J’ai emprunté ce titre à l’ouvrage de Jean-François Colosimo paru en 2020. Première remarque: la Turquie se sent à l’étroit dans ses limites géographiques héritées du Traité de Lausanne de 1924. Elle nourrit des rêves d’expansion ou, pour le moins, d’influence afin de jouer un rôle majeur entre l’Europe, la Russie, les pays arabes et les zones turcophones d’Asie centrale. Le conflit en Ukraine lui a permis d’affirmer son rôle dans la région en jouant avec toutes les opportunités qui s’offrent à elle mais en se gardant de s’aligner sur les positions de l’un des deux protagonistes.
Le coup d’Etat manqué
Une tentative de coup d’Etat en 2016, mal préparée, permet au Président Recep Erdogan de reprendre le pays en main et de poursuivre sa dérive autoritaire. Militaires, journalistes, enseignants, fonctionnaires sont arrêtés ou limogés par dizaines de milliers à tel point qu’il fallut remettre en liberté 40’000 détenus de droit commun pour libérer des places. La majeure partie des médias sont contrôlés et il devient un hyper-président avec à sa botte un pouvoir législatif qui sert de simple chambre d’enregistrement de ses décisions.
Politique extérieure
Erdogan rêve de reconstituer une puissance néo-ottomane. Vu d’Europe, il était longtemps apparu comme un dirigeant musulman modéré par opposition aux mouvements djihadistes incarnés par Ben Laden ou par l’Etat islamiste (Daesh). En bref, on le percevait comme un dirigeant fréquentable avec lequel on pensait qu’il était possible de composer. La Turquie s’est projetée ces dernières années hors de ses frontières. Au Nord-Ouest de la Syrie, territoire qu’elle contrôle avec le soutien de mouvements djihadistes.
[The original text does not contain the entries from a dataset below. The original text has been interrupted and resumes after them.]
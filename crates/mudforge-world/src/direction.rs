//! Compass directions used to name paired exits.

use serde::{Deserialize, Serialize};

#[derive(Debug, Clone, Copy, PartialEq, Eq, Hash, Serialize, Deserialize)]
#[serde(rename_all = "lowercase")]
pub enum Direction {
    North,
    East,
    South,
    West,
    Up,
    Down,
}

impl Direction {
    pub const ALL: [Direction; 6] = [
        Self::North,
        Self::East,
        Self::South,
        Self::West,
        Self::Up,
        Self::Down,
    ];

    pub fn name(self) -> &'static str {
        match self {
            Self::North => "north",
            Self::East => "east",
            Self::South => "south",
            Self::West => "west",
            Self::Up => "up",
            Self::Down => "down",
        }
    }

    /// Single-letter abbreviation.
    pub fn short(self) -> &'static str {
        &self.name()[..1]
    }

    /// Exit names for this direction, full name first.
    pub fn aliases(self) -> [&'static str; 2] {
        [self.name(), self.short()]
    }

    pub fn opposite(self) -> Self {
        match self {
            Self::North => Self::South,
            Self::East => Self::West,
            Self::South => Self::North,
            Self::West => Self::East,
            Self::Up => Self::Down,
            Self::Down => Self::Up,
        }
    }

    /// Case-insensitive lookup by full name or abbreviation.
    pub fn parse(text: &str) -> Option<Self> {
        Self::ALL
            .into_iter()
            .find(|d| d.aliases().iter().any(|a| a.eq_ignore_ascii_case(text)))
    }
}

impl std::fmt::Display for Direction {
    fn fmt(&self, f: &mut std::fmt::Formatter<'_>) -> std::fmt::Result {
        f.write_str(self.name())
    }
}

#[cfg(test)]
mod tests {
    use super::*;

    #[test]
    fn test_opposite_is_an_involution() {
        for d in Direction::ALL {
            assert_ne!(d.opposite(), d);
            assert_eq!(d.opposite().opposite(), d);
        }
    }

    #[test]
    fn test_parse_accepts_names_and_letters() {
        assert_eq!(Direction::parse("north"), Some(Direction::North));
        assert_eq!(Direction::parse("N"), Some(Direction::North));
        assert_eq!(Direction::parse("Down"), Some(Direction::Down));
        assert_eq!(Direction::parse("u"), Some(Direction::Up));
        assert_eq!(Direction::parse("sideways"), None);
        assert_eq!(Direction::parse(""), None);
    }

    #[test]
    fn test_aliases_full_name_first() {
        assert_eq!(Direction::West.aliases(), ["west", "w"]);
        assert_eq!(Direction::East.to_string(), "east");
    }
}
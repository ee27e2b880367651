//! Error types for the world layer.

use crate::graph::RoomId;
use crate::mob::MobId;

/// Why a mob could not obtain a pulse from the world.
///
/// Fatal to the spawn attempt: the mob stays unregistered and its loop is
/// never started.
#[derive(Debug, Clone, PartialEq, Eq, thiserror::Error)]
pub enum RegistrationError {
    #[error("Unable to register - world is not running.")]
    NotRunning,

    #[error("the name {0} is already taken")]
    NameTaken(String),

    /// The mob is registered already, or has been despawned.
    #[error("mob {0} has already been spawned")]
    AlreadySpawned(MobId),
}

/// A move that the topology does not allow.
///
/// The display text is what the player sees.
#[derive(Debug, Clone, PartialEq, Eq, thiserror::Error)]
pub enum MovementRejected {
    #[error("You are nowhere.")]
    Nowhere,

    #[error("You can't go that way!")]
    NoExit(String),

    #[error("You can't go that way!")]
    Dangling,

    #[error("You are no longer in the world.")]
    Despawned,
}

/// A room graph that cannot be published to a world.
#[derive(Debug, Clone, PartialEq, Eq, thiserror::Error)]
pub enum TopologyError {
    #[error("the room graph has no rooms")]
    NoRooms,

    #[error("room {0} does not exist")]
    UnknownRoom(RoomId),

    #[error("exit {exit:?} of room {room} leads nowhere")]
    DanglingExit { room: String, exit: String },

    #[error("exit {exit:?} of room {room} is not paired back")]
    AsymmetricExit { room: String, exit: String },
}
//! Line-oriented transports for Mudforge.
//!
//! A MUD speaks in lines of text. The [`Transport`] and [`Connection`]
//! traits hide whether those lines arrive over a raw telnet socket or a
//! WebSocket, so the server can drive both the same way.
//!
//! # Feature Flags
//!
//! - `websocket` (default): WebSocket transport via `tokio-tungstenite`

mod error;
mod line;
mod telnet;
#[cfg(feature = "websocket")]
mod websocket;

pub use error::TransportError;
pub use telnet::{TelnetConnection, TelnetTransport};
#[cfg(feature = "websocket")]
pub use websocket::{WebSocketConnection, WebSocketTransport};

use std::fmt;
use std::future::Future;
use std::net::SocketAddr;
use std::sync::atomic::{AtomicU64, Ordering};

/// Longest line a peer may send before [`TransportError::LineTooLong`].
pub const DEFAULT_MAX_LINE_LEN: usize = 1024;

static NEXT_CONNECTION_ID: AtomicU64 = AtomicU64::new(1);

/// Opaque identifier for a connection.
#[derive(Debug, Clone, Copy, PartialEq, Eq, Hash)]
pub struct ConnectionId(u64);

impl ConnectionId {
    pub fn new(id: u64) -> Self {
        Self(id)
    }

    pub fn into_inner(self) -> u64 {
        self.0
    }

    pub(crate) fn next() -> Self {
        Self(NEXT_CONNECTION_ID.fetch_add(1, Ordering::Relaxed))
    }
}

impl fmt::Display for ConnectionId {
    fn fmt(&self, f: &mut fmt::Formatter<'_>) -> fmt::Result {
        write!(f, "conn-{}", self.0)
    }
}

/// Accepts new incoming connections.
pub trait Transport: Send + Sync + 'static {
    /// The connection type produced by this transport.
    type Connection: Connection;

    /// Waits for and accepts the next incoming connection.
    fn accept(
        &mut self,
    ) -> impl Future<Output = Result<Self::Connection, TransportError>> + Send;

    /// The address the listener is bound to.
    fn local_addr(&self) -> std::io::Result<SocketAddr>;
}

/// A single connection exchanging lines of text with a player.
///
/// Both halves may be used from different tasks at once: one task can sit
/// in [`recv_line`](Self::recv_line) while another writes output.
pub trait Connection: Send + Sync + 'static {
    /// Sends `text` to the peer, terminated by a line break.
    ///
    /// Embedded newlines are kept, so a multi-line room description can
    /// go out in one call.
    fn send_line(&self, text: &str) -> impl Future<Output = Result<(), TransportError>> + Send;

    /// Receives the next line from the peer, without its line terminator
    /// and with control characters removed.
    ///
    /// Returns `Ok(None)` when the peer has closed the connection.
    fn recv_line(&self) -> impl Future<Output = Result<Option<String>, TransportError>> + Send;

    /// Closes the connection.
    fn close(&self) -> impl Future<Output = Result<(), TransportError>> + Send;

    /// Returns the unique identifier for this connection.
    fn id(&self) -> ConnectionId;

    /// The remote address of the peer.
    fn peer_addr(&self) -> SocketAddr;
}
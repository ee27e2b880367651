//! # Mudforge
//!
//! A tick-driven multiplayer text world server.
//!
//! Players connect over telnet (or WebSocket), pick a name and get a mob in
//! the world's start room. Every line they type becomes an action on their
//! mob's queue, and the world heartbeat lets each mob run one action per
//! pulse.
//!
//! ## Quick Start
//!
//! ```rust,no_run
//! use mudforge::prelude::*;
//!
//! # async fn start() -> Result<(), MudError> {
//! let mut rooms = RoomGraphBuilder::new();
//! let hall = rooms.add_room("Hall", "A long hall.");
//! let yard = rooms.add_room("Yard", "Grass, mostly.");
//! rooms.connect_direction(hall, Direction::North, yard)?;
//!
//! let server = MudServer::builder()
//!     .bind("0.0.0.0:4000")
//!     .graph(rooms.build()?)
//!     .build()
//!     .await?;
//! server.run().await
//! # }
//! ```

mod config;
mod error;
mod handler;
mod server;

pub use config::{ConfigError, MapConfig, ServerConfig, TransportKind};
pub use error::MudError;
pub use server::{MudServer, MudServerBuilder, SHUTDOWN_GRACE, SHUTDOWN_NOTICE};

/// Installs a `tracing` subscriber that honours `RUST_LOG` and defaults to
/// `info`. Does nothing if a global subscriber is already set.
pub fn init_tracing() {
    let filter = tracing_subscriber::EnvFilter::try_from_default_env()
        .unwrap_or_else(|_| "info".into());
    let _ = tracing_subscriber::fmt()
        .with_env_filter(filter)
        .with_target(false)
        .try_init();
}

pub mod prelude {
    pub use crate::{
        MapConfig, MudError, MudServer, MudServerBuilder, ServerConfig, TransportKind,
        init_tracing,
    };
    pub use mudforge_command::{AliasConfig, CommandTable};
    pub use mudforge_map::{Legend, TextMap, compile};
    pub use mudforge_tick::{HeartbeatConfig, OverrunPolicy};
    pub use mudforge_world::{
        Action, ActionContext, Direction, Mob, OutputSink, Room, RoomGraph, RoomGraphBuilder,
        World, WorldConfig,
    };
}
//! `MudServer` builder and accept loop.
//!
//! This is the entry point for running a Mudforge world. It ties together
//! all the layers: transport → command table → world.

use std::future::Future;
use std::sync::Arc;
use std::time::Duration;

use mudforge_command::CommandTable;
use mudforge_map::MapError;
use mudforge_transport::{TelnetTransport, Transport, WebSocketTransport};
use mudforge_world::{RoomGraph, World};
use tokio::task::JoinSet;

use crate::config::ServerConfig;
use crate::handler::handle_connection;
use crate::MudError;

/// Broadcast to every room just before the world stops.
pub const SHUTDOWN_NOTICE: &str = "The world is shutting down.";

/// How long connections get to flush their output after the world stops.
pub const SHUTDOWN_GRACE: Duration = Duration::from_secs(5);

/// Shared server state passed to each connection handler task.
pub(crate) struct ServerState {
    pub(crate) world: World,
    pub(crate) commands: CommandTable,
    pub(crate) greeting: String,
}

/// Builder for configuring and starting a Mudforge server.
///
/// # Example
///
/// ```rust,ignore
/// use mudforge::prelude::*;
///
/// let server = MudServer::builder()
///     .config(ServerConfig::load("mudforge.json")?)
///     .graph(graph)
///     .build()
///     .await?;
/// server.run().await
/// ```
pub struct MudServerBuilder {
    config: ServerConfig,
    graph: Option<RoomGraph>,
    commands: Option<CommandTable>,
}

impl MudServerBuilder {
    pub fn new() -> Self {
        Self {
            config: ServerConfig::default(),
            graph: None,
            commands: None,
        }
    }

    pub fn config(mut self, config: ServerConfig) -> Self {
        self.config = config;
        self
    }

    /// Sets the address to bind the server to.
    pub fn bind(mut self, addr: &str) -> Self {
        self.config.bind = addr.to_string();
        self
    }

    /// Uses `graph` instead of compiling the configured map file.
    pub fn graph(mut self, graph: RoomGraph) -> Self {
        self.graph = Some(graph);
        self
    }

    /// Replaces the standard command table, for example to add custom
    /// actions. Configured aliases are still applied on top.
    pub fn commands(mut self, commands: CommandTable) -> Self {
        self.commands = Some(commands);
        self
    }

    /// Binds a telnet listener and starts the world.
    pub async fn build(self) -> Result<MudServer<TelnetTransport>, MudError> {
        let transport = TelnetTransport::bind(&self.config.bind)
            .await?
            .max_line_len(self.config.max_line_len);
        self.finish(transport)
    }

    /// Binds a WebSocket listener and starts the world.
    pub async fn build_websocket(self) -> Result<MudServer<WebSocketTransport>, MudError> {
        let transport = WebSocketTransport::bind(&self.config.bind)
            .await?
            .max_line_len(self.config.max_line_len);
        self.finish(transport)
    }

    fn finish<T: Transport>(self, transport: T) -> Result<MudServer<T>, MudError> {
        let graph = match self.graph {
            Some(graph) => graph,
            None => self.config.map.compile()?.ok_or(MapError::NoRooms)?,
        };
        let mut commands = self.commands.unwrap_or_default();
        commands.apply(&self.config.aliases)?;

        let world = World::new(graph, self.config.world.clone());
        world.start();

        let state = Arc::new(ServerState {
            world,
            commands,
            greeting: self.config.greeting,
        });
        Ok(MudServer { transport, state })
    }
}

impl Default for MudServerBuilder {
    fn default() -> Self {
        Self::new()
    }
}

/// A running Mudforge server.
///
/// Call [`run()`](Self::run) or [`run_until()`](Self::run_until) to start
/// accepting connections.
pub struct MudServer<T: Transport> {
    transport: T,
    state: Arc<ServerState>,
}

impl MudServer<TelnetTransport> {
    pub fn builder() -> MudServerBuilder {
        MudServerBuilder::new()
    }
}

impl<T: Transport> MudServer<T> {
    /// Returns the local address the server is bound to.
    pub fn local_addr(&self) -> std::io::Result<std::net::SocketAddr> {
        self.transport.local_addr()
    }

    /// The world this server drives.
    pub fn world(&self) -> &World {
        &self.state.world
    }

    /// Runs the accept loop until the process is terminated.
    pub async fn run(self) -> Result<(), MudError> {
        self.run_until(std::future::pending()).await
    }

    /// Runs the accept loop until `shutdown` completes, then stops the
    /// world. Connected players are told, their mobs are despawned and
    /// their connections close once pending output is flushed. Returns when
    /// every connection has closed, or after [`SHUTDOWN_GRACE`] with the
    /// stragglers aborted.
    pub async fn run_until(self, shutdown: impl Future<Output = ()>) -> Result<(), MudError> {
        let Self {
            mut transport,
            state,
        } = self;
        tracing::info!(addr = ?transport.local_addr().ok(), "Mudforge server running");
        tokio::pin!(shutdown);
        let mut handlers = JoinSet::new();

        loop {
            tokio::select! {
                () = &mut shutdown => break,
                accepted = transport.accept() => match accepted {
                    Ok(conn) => {
                        let state = Arc::clone(&state);
                        handlers.spawn(async move {
                            if let Err(e) = handle_connection(conn, state).await {
                                tracing::debug!(error = %e, "connection ended with error");
                            }
                        });
                    }
                    Err(e) => {
                        tracing::error!(error = %e, "accept failed");
                    }
                },
                Some(finished) = handlers.join_next(), if !handlers.is_empty() => {
                    if let Err(e) = finished {
                        tracing::warn!(error = %e, "connection handler panicked");
                    }
                }
            }
        }

        for room in state.world.graph().rooms() {
            state.world.broadcast(SHUTDOWN_NOTICE, room.id());
        }
        state.world.stop();

        let drained = tokio::time::timeout(SHUTDOWN_GRACE, async {
            while handlers.join_next().await.is_some() {}
        })
        .await;
        if drained.is_err() {
            tracing::warn!(remaining = handlers.len(), "connections still open, aborting");
            handlers.abort_all();
        }
        tracing::info!(stats = ?state.world.stats(), "Mudforge server stopped");
        Ok(())
    }
}
//! Integration tests for the telnet transport.
//!
//! A real listener on an OS-assigned port and a plain TCP client.

use mudforge_transport::{Connection, TelnetTransport, Transport, TransportError};
use tokio::io::{AsyncBufReadExt, AsyncWriteExt, BufReader};
use tokio::net::TcpStream;

// =========================================================================
// Helpers
// =========================================================================

async fn pair(max_line_len: Option<usize>) -> (TcpStream, mudforge_transport::TelnetConnection) {
    let mut transport = TelnetTransport::bind("127.0.0.1:0").await.expect("should bind");
    if let Some(max) = max_line_len {
        transport = transport.max_line_len(max);
    }
    let addr = transport.local_addr().unwrap();

    let server = tokio::spawn(async move { transport.accept().await.expect("should accept") });
    let client = TcpStream::connect(addr).await.expect("client should connect");
    let conn = server.await.expect("task should complete");
    (client, conn)
}

// =========================================================================
// Lines
// =========================================================================

#[tokio::test]
async fn test_telnet_send_and_receive_lines() {
    let (client, conn) = pair(None).await;
    assert!(conn.id().into_inner() > 0);
    assert!(conn.peer_addr().ip().is_loopback());

    let (read, mut write) = client.into_split();
    let mut lines = BufReader::new(read).lines();

    conn.send_line("|Hall|\n----").await.unwrap();
    assert_eq!(lines.next_line().await.unwrap().as_deref(), Some("|Hall|"));
    assert_eq!(lines.next_line().await.unwrap().as_deref(), Some("----"));

    write.write_all(b"look\r\nsay hi\n").await.unwrap();
    assert_eq!(conn.recv_line().await.unwrap().as_deref(), Some("look"));
    assert_eq!(conn.recv_line().await.unwrap().as_deref(), Some("say hi"));
}

#[tokio::test]
async fn test_telnet_recv_returns_none_on_client_close() {
    let (client, conn) = pair(None).await;
    drop(client);
    assert_eq!(conn.recv_line().await.unwrap(), None);
}

#[tokio::test]
async fn test_telnet_line_too_long_then_recovers() {
    let (mut client, conn) = pair(Some(16)).await;
    client
        .write_all(b"this line is far too long for the limit\nwho\n")
        .await
        .unwrap();

    let err = conn.recv_line().await.unwrap_err();
    assert!(matches!(err, TransportError::LineTooLong { max: 16 }));
    assert_eq!(conn.recv_line().await.unwrap().as_deref(), Some("who"));
}

#[tokio::test]
async fn test_telnet_close_ends_client_stream() {
    let (client, conn) = pair(None).await;
    conn.close().await.unwrap();

    let mut lines = BufReader::new(client).lines();
    assert_eq!(lines.next_line().await.unwrap(), None);
}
En Libye où elle a envoyé des milices pour soutenir l’opposition au gouvernement de Tripoli. En Méditerranée orientale où sa marine a multiplié les provocations dans ses recherches de réserves gazières. En livrant des armes à l’Azerbaïdjan en lutte avec l’Arménie au sujet du territoire disputé du Haut-Karabakh. En faisant un pied de nez aux USA en achetant des missiles sol-air à la Russie alors que la Turquie est membre de l’Otan. En menaçant encore une fois début septembre de s’en prendre à la Grèce à propos des îles de la mer Egée. Si la Turquie est remuante, elle est en mauvaise posture sur le plan économique: l’inflation (70%/an) qui ronge le pays est antérieure à la pandémie Covid. C’est sur le plan économique que se joueront les élections de 2023. L’opposition avait déjà remporté les villes d’Istanbul, d’Ankara mais le pouvoir peut s’appuyer sur les milieux conservateurs, islamistes et d’extrême-droite.
Les Stambouliotes
Istanbul a la particularité de se trouver à cheval sur les continents européen et asiatique séparés par le détroit du Bosphore. Construite sur des collines, les points de vue s’avèrent magnifiques au coucher du soleil. Le Stambouliote voit la mer et des centaines de milliers d’entre eux traversent chaque jour le détroit pour se rendre au travail. Il y a des ponts gigantesques pour laisser passer les navires marchands mais de nombreux bateaux font la navette. On saute dans un vapür comme si l’on prenait le tram. Le Stambouliote est aimable et n’hésitera pas à vous indiquer le chemin. On est loin de la frénésie du métro parisien et les gens disent pardon (prononcé à la française) pour sortir d’un tram bondé. Et, touche plus que sympathique, les jeunes laissent aux personnes âgées leurs places dans les transports en commun.
Une rencontre
Elle a eu lieu un soir devant mon hôtel. J’approche un jeune trentenaire. On parle photo car j’ai mon appareil avec moi; licencié ès lettres, il est également photographe et a collaboré avec l’Université de Zürich pour diverses expositions. Ses prédilections: les portraits et les scènes de rue. Et l’on dérive sur la littérature. Il connaît tout d’Albert Camus, absolument tout. Je lui parle d’un voyage en Algérie où j’avais eu la chance de voir les lieux où le prix Nobel de littérature avait vécu à Alger et à Oran. Il nourrit le rêve de se rendre en Algérie pour un reportage mais l’hôtel que possède son père le retient. Il est très inquiet quant à la politique menée par Erdogan: seuls ses partisans obtiennent des postes et la corruption est endémique.
Le long du Bosphore
C’est l’une des visites à ne pas manquer. Il suffit d’embarquer et de se laisser surprendre par les nombreux palais bordant le détroit. Car des palais, il y en a, témoignant du caractère cosmopolite de la ville au XIXe où Grecs, juifs, Russes, Européens et riches citoyens ottomans se côtoyaient.